» **Data excerpts**

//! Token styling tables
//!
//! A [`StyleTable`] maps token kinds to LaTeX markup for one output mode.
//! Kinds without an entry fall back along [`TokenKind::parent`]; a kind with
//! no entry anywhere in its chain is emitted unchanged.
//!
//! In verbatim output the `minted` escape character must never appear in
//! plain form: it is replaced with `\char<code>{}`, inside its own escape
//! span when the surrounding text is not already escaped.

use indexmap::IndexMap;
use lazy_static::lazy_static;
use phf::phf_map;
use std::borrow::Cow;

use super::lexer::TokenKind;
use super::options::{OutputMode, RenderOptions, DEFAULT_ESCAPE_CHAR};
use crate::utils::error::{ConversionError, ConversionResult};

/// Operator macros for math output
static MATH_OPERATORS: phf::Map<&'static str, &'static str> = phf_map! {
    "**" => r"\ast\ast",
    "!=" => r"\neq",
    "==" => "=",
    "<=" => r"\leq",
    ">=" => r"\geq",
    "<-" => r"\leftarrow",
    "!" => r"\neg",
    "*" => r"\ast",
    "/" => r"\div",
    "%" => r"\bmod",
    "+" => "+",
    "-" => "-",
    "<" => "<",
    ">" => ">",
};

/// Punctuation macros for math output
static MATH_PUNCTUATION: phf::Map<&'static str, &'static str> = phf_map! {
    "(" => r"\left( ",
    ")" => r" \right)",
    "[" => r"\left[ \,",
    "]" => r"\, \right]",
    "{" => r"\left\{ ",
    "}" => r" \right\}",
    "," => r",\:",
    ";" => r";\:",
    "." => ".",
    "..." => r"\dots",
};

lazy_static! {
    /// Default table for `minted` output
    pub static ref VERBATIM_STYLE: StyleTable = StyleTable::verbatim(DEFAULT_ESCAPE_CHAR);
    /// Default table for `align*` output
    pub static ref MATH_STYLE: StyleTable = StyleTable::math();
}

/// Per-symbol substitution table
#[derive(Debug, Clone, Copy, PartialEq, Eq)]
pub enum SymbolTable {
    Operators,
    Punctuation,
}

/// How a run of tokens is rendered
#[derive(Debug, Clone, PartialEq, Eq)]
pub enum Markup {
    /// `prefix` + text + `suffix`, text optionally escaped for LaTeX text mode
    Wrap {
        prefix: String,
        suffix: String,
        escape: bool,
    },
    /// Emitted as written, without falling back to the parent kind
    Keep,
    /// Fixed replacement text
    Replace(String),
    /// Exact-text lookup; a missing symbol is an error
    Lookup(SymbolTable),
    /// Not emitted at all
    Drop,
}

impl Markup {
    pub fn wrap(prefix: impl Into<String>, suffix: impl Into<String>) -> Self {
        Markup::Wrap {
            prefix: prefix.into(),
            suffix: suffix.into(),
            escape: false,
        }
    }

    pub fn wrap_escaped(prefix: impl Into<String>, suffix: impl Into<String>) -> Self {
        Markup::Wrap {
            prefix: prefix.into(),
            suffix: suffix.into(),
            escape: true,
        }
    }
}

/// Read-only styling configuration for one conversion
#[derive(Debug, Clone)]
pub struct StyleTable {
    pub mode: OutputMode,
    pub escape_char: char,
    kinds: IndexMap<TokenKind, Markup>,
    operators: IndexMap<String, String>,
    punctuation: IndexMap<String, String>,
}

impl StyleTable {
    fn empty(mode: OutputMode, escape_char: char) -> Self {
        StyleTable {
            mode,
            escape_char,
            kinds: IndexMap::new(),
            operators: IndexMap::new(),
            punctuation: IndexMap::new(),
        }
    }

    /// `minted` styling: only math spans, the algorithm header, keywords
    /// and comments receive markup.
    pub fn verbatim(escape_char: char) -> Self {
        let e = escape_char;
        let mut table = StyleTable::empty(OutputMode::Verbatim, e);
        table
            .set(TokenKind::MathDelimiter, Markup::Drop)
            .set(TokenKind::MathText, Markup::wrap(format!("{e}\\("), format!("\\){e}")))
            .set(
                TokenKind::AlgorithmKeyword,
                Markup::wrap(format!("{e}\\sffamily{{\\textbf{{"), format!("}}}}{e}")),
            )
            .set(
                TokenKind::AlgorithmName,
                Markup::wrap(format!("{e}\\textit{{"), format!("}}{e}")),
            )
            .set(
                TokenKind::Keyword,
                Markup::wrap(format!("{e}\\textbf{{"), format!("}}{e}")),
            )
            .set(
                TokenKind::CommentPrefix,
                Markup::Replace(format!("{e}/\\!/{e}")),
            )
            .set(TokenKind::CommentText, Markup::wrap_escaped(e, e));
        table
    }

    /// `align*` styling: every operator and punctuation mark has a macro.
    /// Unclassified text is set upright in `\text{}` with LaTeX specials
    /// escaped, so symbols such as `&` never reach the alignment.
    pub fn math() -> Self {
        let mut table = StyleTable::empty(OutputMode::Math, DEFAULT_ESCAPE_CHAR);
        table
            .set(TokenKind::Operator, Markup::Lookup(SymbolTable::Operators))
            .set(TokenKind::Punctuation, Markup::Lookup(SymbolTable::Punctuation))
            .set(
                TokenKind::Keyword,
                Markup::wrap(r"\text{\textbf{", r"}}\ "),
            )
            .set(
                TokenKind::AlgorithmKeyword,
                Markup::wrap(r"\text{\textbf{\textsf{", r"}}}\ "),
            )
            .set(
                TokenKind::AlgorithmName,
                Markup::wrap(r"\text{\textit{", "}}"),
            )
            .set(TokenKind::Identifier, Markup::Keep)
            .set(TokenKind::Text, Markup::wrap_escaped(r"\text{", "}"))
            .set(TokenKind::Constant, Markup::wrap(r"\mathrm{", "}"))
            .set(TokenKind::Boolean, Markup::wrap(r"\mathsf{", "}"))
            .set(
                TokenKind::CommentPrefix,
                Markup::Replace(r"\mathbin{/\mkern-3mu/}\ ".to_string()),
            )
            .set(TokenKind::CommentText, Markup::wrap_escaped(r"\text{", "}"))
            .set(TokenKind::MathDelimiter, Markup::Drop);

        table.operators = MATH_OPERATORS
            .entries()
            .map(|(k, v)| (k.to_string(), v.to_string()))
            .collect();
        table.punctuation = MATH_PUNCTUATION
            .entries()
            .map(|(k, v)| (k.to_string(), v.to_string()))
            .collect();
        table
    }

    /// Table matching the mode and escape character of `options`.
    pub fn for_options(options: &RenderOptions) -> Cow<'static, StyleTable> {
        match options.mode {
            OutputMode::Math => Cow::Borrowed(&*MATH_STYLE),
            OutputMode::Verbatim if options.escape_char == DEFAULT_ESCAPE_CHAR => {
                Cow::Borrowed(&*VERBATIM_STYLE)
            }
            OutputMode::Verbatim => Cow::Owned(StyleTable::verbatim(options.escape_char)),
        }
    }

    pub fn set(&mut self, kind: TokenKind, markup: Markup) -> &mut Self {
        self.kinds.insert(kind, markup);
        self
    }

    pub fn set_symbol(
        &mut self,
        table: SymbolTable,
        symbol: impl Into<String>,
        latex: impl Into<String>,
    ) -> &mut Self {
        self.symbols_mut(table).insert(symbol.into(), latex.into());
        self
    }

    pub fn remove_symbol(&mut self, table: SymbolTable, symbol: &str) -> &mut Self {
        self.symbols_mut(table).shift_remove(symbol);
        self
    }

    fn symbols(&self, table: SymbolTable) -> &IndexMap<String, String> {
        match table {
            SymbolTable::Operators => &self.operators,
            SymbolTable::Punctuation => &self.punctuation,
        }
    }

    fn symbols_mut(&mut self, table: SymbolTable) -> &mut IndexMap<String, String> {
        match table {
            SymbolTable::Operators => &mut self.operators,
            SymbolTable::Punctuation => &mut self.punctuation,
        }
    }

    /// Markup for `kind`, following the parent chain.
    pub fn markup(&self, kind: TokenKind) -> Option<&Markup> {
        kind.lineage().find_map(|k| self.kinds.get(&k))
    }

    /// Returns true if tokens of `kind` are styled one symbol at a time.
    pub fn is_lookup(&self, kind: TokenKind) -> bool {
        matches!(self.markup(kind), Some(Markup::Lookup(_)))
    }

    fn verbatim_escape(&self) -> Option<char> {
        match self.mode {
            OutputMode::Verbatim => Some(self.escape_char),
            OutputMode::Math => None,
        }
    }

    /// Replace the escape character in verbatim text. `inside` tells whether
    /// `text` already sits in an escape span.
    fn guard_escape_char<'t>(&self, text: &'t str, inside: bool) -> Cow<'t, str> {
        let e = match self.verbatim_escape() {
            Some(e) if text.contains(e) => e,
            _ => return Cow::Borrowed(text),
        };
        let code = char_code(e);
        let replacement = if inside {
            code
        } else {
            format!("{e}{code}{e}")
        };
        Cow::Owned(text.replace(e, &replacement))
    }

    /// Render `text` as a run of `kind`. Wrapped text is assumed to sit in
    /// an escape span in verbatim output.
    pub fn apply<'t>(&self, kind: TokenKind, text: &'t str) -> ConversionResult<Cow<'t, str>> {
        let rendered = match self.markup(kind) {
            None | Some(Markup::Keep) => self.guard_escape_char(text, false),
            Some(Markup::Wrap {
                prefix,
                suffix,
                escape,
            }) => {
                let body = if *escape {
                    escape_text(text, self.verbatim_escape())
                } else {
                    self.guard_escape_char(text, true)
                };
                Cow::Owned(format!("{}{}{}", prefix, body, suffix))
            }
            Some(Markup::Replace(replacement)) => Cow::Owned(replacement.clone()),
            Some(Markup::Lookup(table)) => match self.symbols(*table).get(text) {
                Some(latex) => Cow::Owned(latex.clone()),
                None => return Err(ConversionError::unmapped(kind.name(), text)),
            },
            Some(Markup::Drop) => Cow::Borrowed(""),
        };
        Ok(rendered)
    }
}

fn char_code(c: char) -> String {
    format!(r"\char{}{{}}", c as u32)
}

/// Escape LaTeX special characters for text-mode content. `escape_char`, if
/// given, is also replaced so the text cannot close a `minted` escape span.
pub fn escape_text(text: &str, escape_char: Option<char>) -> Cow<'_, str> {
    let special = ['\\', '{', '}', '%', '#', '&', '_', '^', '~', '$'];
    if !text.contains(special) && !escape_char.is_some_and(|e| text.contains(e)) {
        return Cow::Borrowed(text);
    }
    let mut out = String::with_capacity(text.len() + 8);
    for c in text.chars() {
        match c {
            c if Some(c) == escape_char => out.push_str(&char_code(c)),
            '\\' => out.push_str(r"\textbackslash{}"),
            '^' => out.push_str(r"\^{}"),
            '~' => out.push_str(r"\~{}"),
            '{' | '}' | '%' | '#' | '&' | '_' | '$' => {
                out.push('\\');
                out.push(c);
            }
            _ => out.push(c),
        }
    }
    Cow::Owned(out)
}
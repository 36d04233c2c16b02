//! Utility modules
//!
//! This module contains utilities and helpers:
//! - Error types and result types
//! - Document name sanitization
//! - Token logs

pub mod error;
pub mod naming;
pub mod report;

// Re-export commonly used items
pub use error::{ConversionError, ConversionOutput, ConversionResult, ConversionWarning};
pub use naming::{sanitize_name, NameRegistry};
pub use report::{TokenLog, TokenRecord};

» **Exercise directions**
Repeat, word for word, the lines from the start of the records to the line that contains "pub static ref MATH_STYLE: StyleTable", both of them included, and no others.

» **Expected answer**
//! Token styling tables
//!
//! A [`StyleTable`] maps token kinds to LaTeX markup for one output mode.
//! Kinds without an entry fall back along [`TokenKind::parent`]; a kind with
//! no entry anywhere in its chain is emitted unchanged.
//!
//! In verbatim output the `minted` escape character must never appear in
//! plain form: it is replaced with `\char<code>{}`, inside its own escape
//! span when the surrounding text is not already escaped.

use indexmap::IndexMap;
use lazy_static::lazy_static;
use phf::phf_map;
use std::borrow::Cow;

use super::lexer::TokenKind;
use super::options::{OutputMode, RenderOptions, DEFAULT_ESCAPE_CHAR};
use crate::utils::error::{ConversionError, ConversionResult};

/// Operator macros for math output
static MATH_OPERATORS: phf::Map<&'static str, &'static str> = phf_map! {
    "**" => r"\ast\ast",
    "!=" => r"\neq",
    "==" => "=",
    "<=" => r"\leq",
    ">=" => r"\geq",
    "<-" => r"\leftarrow",
    "!" => r"\neg",
    "*" => r"\ast",
    "/" => r"\div",
    "%" => r"\bmod",
    "+" => "+",
    "-" => "-",
    "<" => "<",
    ">" => ">",
};

/// Punctuation macros for math output
static MATH_PUNCTUATION: phf::Map<&'static str, &'static str> = phf_map! {
    "(" => r"\left( ",
    ")" => r" \right)",
    "[" => r"\left[ \,",
    "]" => r"\, \right]",
    "{" => r"\left\{ ",
    "}" => r" \right\}",
    "," => r",\:",
    ";" => r";\:",
    "." => ".",
    "..." => r"\dots",
};

lazy_static! {
    /// Default table for `minted` output
    pub static ref VERBATIM_STYLE: StyleTable = StyleTable::verbatim(DEFAULT_ESCAPE_CHAR);
    /// Default table for `align*` output
    pub static ref MATH_STYLE: StyleTable = StyleTable::math();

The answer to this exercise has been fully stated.